Dr. Christine Lovly of Vanderbilt-Ingram Cancer Center digs a little deeper into how targeted therapy works in lung cancer. With patient and advocate Lisa Goldman asking the questions, Dr. Lovly provides more in-depth discussions regarding TKIs and their use.
What is a TKI?
Tyrosine kinase inhibitors (TKIs) have been introduced into the first-line treatment of non-small-cell lung cancer (NSCLC). TKIs are actually pills that can target cancer. There are many different types of TKIs just like there are many many brands of ketchup or salad dressing. There’s lots of different kinds of TKIs that target different parts of the cancer.
Are TKIs easier to tolerate than chemotherapy?

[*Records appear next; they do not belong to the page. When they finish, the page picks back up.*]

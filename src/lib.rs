//! # scs-assembler
//!
//! 基于 k-mer 的最短公共超串（SCS）组装演示。
//!
//! 把一条序列切成相互重叠的 k-mer，再把它们拼回一条尽量短的超串：
//!
//! - **重叠计算**：两串之间最长的后缀/前缀匹配
//! - **重叠图**：以片段为节点、重叠长度为边权的有向图
//! - **贪心收缩**：反复合并最大权边两端的片段，直到只剩一个
//! - **穷举求解**：枚举全部排列得到精确解，只适用于很少的 k-mer，用来检验贪心结果
//!
//! ## 快速示例
//!
//! ```rust
//! use rand::rngs::StdRng;
//! use rand::SeedableRng;
//! use scs_assembler::assemble::{exact_solve, greedy_solve};
//! use scs_assembler::graph;
//!
//! let seq = "ACGTACGT";
//! let (mut g, mut store) = graph::build(seq, 4, 3);
//! let mut rng = StdRng::seed_from_u64(42);
//! let greedy = greedy_solve(&mut g, &mut store, &mut rng).unwrap();
//! let exact = exact_solve(seq, 4);
//! assert!(greedy.len() >= exact.len());
//! ```
//!
//! ## 模块说明
//!
//! - [`overlap`] — 后缀/前缀重叠长度
//! - [`kmer`] — k-mer 切分
//! - [`graph`] — 重叠图、片段仓库与建图
//! - [`assemble`] — 贪心收缩与穷举求解
//! - [`io`] — FASTA 读取
//! - [`util`] — 随机序列生成、序列规范化、参数校验

pub mod assemble;
pub mod error;
pub mod graph;
pub mod io;
pub mod kmer;
pub mod overlap;
pub mod util;

pub use error::{Result, ScsError};
use anyhow::Result;
use rand::Rng;
use std::io::Write;

use crate::error::ScsError;
use crate::graph;
use crate::kmer;
use crate::util::params::AssemblyParams;

pub mod exact;
pub mod greedy;

pub use exact::{exact_solve, is_superstring, shortest_concatenation};
pub use greedy::{contract_max_edge, greedy_solve, merge, MergeState};

/// 穷举求解默认允许的最大 k-mer 数
pub const DEFAULT_EXACT_LIMIT: usize = 9;

#[derive(Debug, Clone, Copy)]
pub struct AssembleOpt {
    pub k: usize,
    pub threshold: usize,
    /// 同时运行穷举求解
    pub exact: bool,
    /// 穷举求解允许的最大 k-mer 数
    pub exact_limit: usize,
    /// 贪心卡住时逐步降低阈值重试
    pub relax: bool,
}

impl Default for AssembleOpt {
    fn default() -> Self {
        Self {
            k: 4,
            threshold: 3,
            exact: false,
            exact_limit: DEFAULT_EXACT_LIMIT,
            relax: false,
        }
    }
}

#[derive(Debug, Clone, PartialEq, Eq)]
pub struct GreedyOutcome {
    pub superstring: String,
    /// 实际使用的阈值（`relax` 时可能低于请求值）
    pub threshold: usize,
}

#[derive(Debug, Clone)]
pub struct AssemblyReport {
    pub seq_len: usize,
    pub k: usize,
    pub n_kmers: usize,
    pub greedy: std::result::Result<GreedyOutcome, ScsError>,
    pub exact: Option<String>,
}

impl AssemblyReport {
    /// 贪心结果长度 / 穷举结果长度
    pub fn ratio(&self) -> Option<f64> {
        let g = self.greedy.as_ref().ok()?;
        let e = self.exact.as_ref()?;
        if e.is_empty() {
            return None;
        }
        Some(g.superstring.len() as f64 / e.len() as f64)
    }
}

/// 建图并贪心求解；`relax` 为真时，每次 `NoOverlapAvailable` 后把阈值减一再试。
/// 阈值为 0 时图是完全图，一定能收缩到底。
pub fn greedy_with_relax<R: Rng + ?Sized>(
    seq: &str,
    params: AssemblyParams,
    relax: bool,
    rng: &mut R,
) -> std::result::Result<GreedyOutcome, ScsError> {
    let mut threshold = params.threshold;
    loop {
        let (mut g, mut store) = graph::build(seq, params.k, threshold);
        match greedy_solve(&mut g, &mut store, rng) {
            Ok(superstring) => return Ok(GreedyOutcome { superstring, threshold }),
            Err(ScsError::NoOverlapAvailable { remaining }) if relax && threshold > 0 => {
                log::warn!(
                    "threshold {} leaves {} fragments unmerged, retrying with {}",
                    threshold,
                    remaining,
                    threshold - 1
                );
                threshold -= 1;
            }
            Err(e) => return Err(e),
        }
    }
}

/// 校验参数后运行贪心（以及可选的穷举）求解
pub fn assemble<R: Rng + ?Sized>(seq: &str, opt: AssembleOpt, rng: &mut R) -> Result<AssemblyReport> {
    let params = AssemblyParams::new(opt.k, opt.threshold);
    params.validate(seq.len())?;
    let n_kmers = params.kmer_count(seq.len());

    if opt.exact && n_kmers > opt.exact_limit {
        anyhow::bail!(
            "exact search over {} k-mers is intractable (limit {}); raise --exact-limit or k",
            n_kmers,
            opt.exact_limit
        );
    }

    let greedy = greedy_with_relax(seq, params, opt.relax, rng);
    if let Ok(g) = &greedy {
        debug_assert!(is_superstring(&g.superstring, &kmer::extract(seq, opt.k)));
    }
    let exact = opt.exact.then(|| exact_solve(seq, opt.k));

    Ok(AssemblyReport {
        seq_len: seq.len(),
        k: opt.k,
        n_kmers,
        greedy,
        exact,
    })
}

pub fn write_report(out: &mut dyn Write, report: &AssemblyReport) -> Result<()> {
    writeln!(out, "sequence length: {}", report.seq_len)?;
    writeln!(out, "k-mers: {} (k={})", report.n_kmers, report.k)?;

    writeln!(out, "\nGreedy approach:")?;
    match &report.greedy {
        Ok(g) => {
            writeln!(out, "{}", g.superstring)?;
            writeln!(out, "Length: {}", g.superstring.len())?;
            writeln!(out, "Threshold: {}", g.threshold)?;
        }
        Err(e) => writeln!(out, "failed: {}", e)?,
    }

    if let Some(e) = &report.exact {
        writeln!(out, "\nBrute force approach:")?;
        writeln!(out, "{}", e)?;
        writeln!(out, "Length: {}", e.len())?;
    }
    if let Some(r) = report.ratio() {
        writeln!(out, "\ngreedy/exact length ratio: {:.3}", r)?;
    }
    Ok(())
}

/// 组装并把报告写入 `out_path`（省略时写到 stdout）
pub fn assemble_to<R: Rng + ?Sized>(
    seq: &str,
    opt: AssembleOpt,
    rng: &mut R,
    out_path: Option<&str>,
) -> Result<AssemblyReport> {
    let report = assemble(seq, opt, rng)?;

    let mut out_box: Box<dyn Write> = if let Some(p) = out_path {
        Box::new(std::io::BufWriter::new(std::fs::File::create(p)?))
    } else {
        Box::new(std::io::BufWriter::new(std::io::stdout()))
    };
    write_report(&mut *out_box, &report)?;
    out_box.flush()?;
    Ok(report)
}
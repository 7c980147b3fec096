use rand::Rng;

use crate::error::{Result, ScsError};

/// 核苷酸字母表
pub const BASES: [u8; 4] = [b'A', b'C', b'G', b'T'];

#[inline]
pub fn is_base(b: u8) -> bool {
    matches!(b, b'A' | b'C' | b'G' | b'T')
}

/// 规范化输入序列：去掉空白、转大写、U→T，遇到 A/C/G/T 之外的字符报错。
pub fn normalize_seq(seq: &str) -> Result<String> {
    let mut out = String::with_capacity(seq.len());
    for (position, c) in seq.chars().filter(|c| !c.is_whitespace()).enumerate() {
        let up = c.to_ascii_uppercase();
        let nb = match up {
            'A' | 'C' | 'G' | 'T' => up,
            'U' => 'T',
            _ => return Err(ScsError::InvalidSequence { position, base: c }),
        };
        out.push(nb);
    }
    Ok(out)
}

/// 生成长度为 `length` 的随机序列，四种碱基等概率。
/// `length < 0` 时返回 `InvalidLength`。
pub fn generate_sequence<R: Rng + ?Sized>(rng: &mut R, length: i64) -> Result<String> {
    if length < 0 {
        return Err(ScsError::InvalidLength { length });
    }
    let seq = (0..length)
        .map(|_| BASES[rng.gen_range(0..BASES.len())] as char)
        .collect();
    Ok(seq)
}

The side effects of the TKIs can be very different depending on what specific drug a patient is taking. In general, the quality of life is improved by not having to sit in an infusion room for six, seven, eight hours. These are pills that you can take at home, that you can take with your other medicines sometimes.
The side effects can be very different depending on what specific TKI a patient is taking. But in general, the side effects of TKIs are different from the side effects of traditional chemotherapy. They don’t cause the same amount of risk for infection. They don’t cause the same amount of lowering your blood counts.
Are TKIs only for stage 4 patients or can earlier stage patients talk to their doctors about TKIs?
So right now the way we use TKIs is mostly for patients who have stage 4 cancer or cancer that’s spread to other parts of the body. But there are lots of ongoing studies in lung cancer to try to understand can we use TKIs earlier.